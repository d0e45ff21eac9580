use std::sync::Arc;
use std::time::Duration;

use actix_cors::Cors;
use actix_web::{web, App, HttpServer};
use anyhow::Context;
use tracing_actix_web::TracingLogger;
use tracing_subscriber::{layer::SubscriberExt, util::SubscriberInitExt, EnvFilter};

use fintrack::config::{Config, DatabaseConfig};
use fintrack::core::{AuthEvent, AuthStateStore};
use fintrack::debts::{DebtService, MySqlDebtRepository};
use fintrack::middleware::{
    json_error_handler, query_error_handler, ApiKeyAuth, ErrorHandler, RateLimiter, RequestId,
};
use fintrack::modules::health;
use fintrack::summary::SummaryService;
use fintrack::transactions::{MySqlTransactionRepository, TransactionService};
use fintrack::users::{key_digest, KeyService, MySqlUserRepository, UserRepository};

fn init_tracing(log_format: &str) {
    let filter = EnvFilter::try_from_default_env()
        .unwrap_or_else(|_| "fintrack=debug,actix_web=info".into());

    let registry = tracing_subscriber::registry().with(filter);
    if log_format == "json" {
        registry
            .with(tracing_subscriber::fmt::layer().json())
            .init();
    } else {
        registry.with(tracing_subscriber::fmt::layer()).init();
    }
}

/// Log identity changes until the store shuts down
fn spawn_auth_listener(store: &AuthStateStore) {
    let mut events = store.subscribe();
    tokio::spawn(async move {
        loop {
            match events.recv().await {
                Ok(AuthEvent::SignedIn(principal)) => {
                    tracing::info!(user_id = principal.user_id.as_str(), "User signed in");
                }
                Ok(AuthEvent::SignedOut { user_id }) => {
                    tracing::info!(user_id = user_id.as_str(), "User signed out");
                }
                Ok(AuthEvent::Shutdown) => break,
                Err(tokio::sync::broadcast::error::RecvError::Lagged(skipped)) => {
                    tracing::warn!(skipped, "Auth listener lagged");
                }
                Err(tokio::sync::broadcast::error::RecvError::Closed) => break,
            }
        }
    });
}

#[actix_web::main]
async fn main() -> anyhow::Result<()> {
    let config = Config::from_env().context("Failed to load configuration")?;
    init_tracing(&config.app.log_format);
    config.validate().context("Configuration validation failed")?;

    tracing::info!("Starting Fintrack");
    tracing::info!("Environment: {}", config.app.env);
    tracing::info!("Ledger currency: {}", config.ledger.currency);

    let db_pool = config
        .database
        .create_pool()
        .await
        .context("Failed to create database pool")?;
    DatabaseConfig::migrate(&db_pool)
        .await
        .context("Failed to run migrations")?;

    tracing::info!(
        "Database pool initialized ({} connections)",
        config.database.pool_size
    );

    let user_repo: Arc<dyn UserRepository> = Arc::new(MySqlUserRepository::new(db_pool.clone()));
    if let (Some(name), Some(key)) = (
        config.security.bootstrap_user.as_deref(),
        config.security.bootstrap_api_key.as_deref(),
    ) {
        let user_id = user_repo
            .ensure_user_with_key(name, &key_digest(key))
            .await
            .context("Failed to seed bootstrap user")?;
        tracing::info!(user_id = user_id.as_str(), "Bootstrap user ready");
    }

    let auth_store = Arc::new(AuthStateStore::new(
        64,
        Duration::from_secs(config.security.session_ttl_secs),
    ));
    spawn_auth_listener(&auth_store);

    let key_service = Arc::new(KeyService::new(user_repo.clone(), auth_store.clone()));
    let debt_repo = Arc::new(MySqlDebtRepository::new(db_pool.clone()));
    let transaction_repo = Arc::new(MySqlTransactionRepository::new(db_pool.clone()));

    let debt_service = Arc::new(DebtService::new(debt_repo.clone(), config.ledger.clone()));
    let transaction_service = Arc::new(TransactionService::new(
        transaction_repo.clone(),
        config.ledger.currency,
    ));
    let summary_service = Arc::new(SummaryService::new(transaction_repo, debt_repo));

    let bind_address = config.server.bind_address();
    let workers = config.server.workers;
    let ledger = config.ledger.clone();
    let security = config.security.clone();
    let rate_limiter = RateLimiter::new(security.rate_limit_per_minute);
    let store = auth_store.clone();

    let server = HttpServer::new(move || {
        let cors = match security.cors_allowed_origin.as_deref() {
            Some(origin) => Cors::default()
                .allowed_origin(origin)
                .allow_any_method()
                .allow_any_header(),
            None => Cors::permissive(),
        };

        App::new()
            .wrap(ErrorHandler)
            .wrap(cors)
            .wrap(TracingLogger::default())
            .wrap(rate_limiter.clone())
            .wrap(RequestId)
            .app_data(web::JsonConfig::default().error_handler(json_error_handler))
            .app_data(web::QueryConfig::default().error_handler(query_error_handler))
            .app_data(web::Data::new(db_pool.clone()))
            .app_data(web::Data::new(ledger.clone()))
            .app_data(web::Data::new(debt_service.clone()))
            .app_data(web::Data::new(transaction_service.clone()))
            .app_data(web::Data::new(summary_service.clone()))
            .app_data(web::Data::new(key_service.clone()))
            .configure(health::controllers::configure)
            .configure(health::controllers::configure_readiness)
            .service(
                web::scope("/api")
                    .wrap(ApiKeyAuth::new(store.clone(), user_repo.clone()))
                    .configure(fintrack::configure_api),
            )
    })
    .workers(workers)
    .bind(&bind_address)?
    .run();

    tracing::info!("Server started at http://{}", bind_address);

    let result = server.await;
    auth_store.shutdown();
    result.context("Server error")
}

━━━━━━━━━━━━━━━━

*PROBLEM STATEMENT*. Isolate the lines above that contain the word "UserRepository" and copy them.

*TASK RESPONSE*.
use fintrack::users::{key_digest, KeyService, MySqlUserRepository, UserRepository};
    let user_repo: Arc<dyn UserRepository> = Arc::new(MySqlUserRepository::new(db_pool.clone()));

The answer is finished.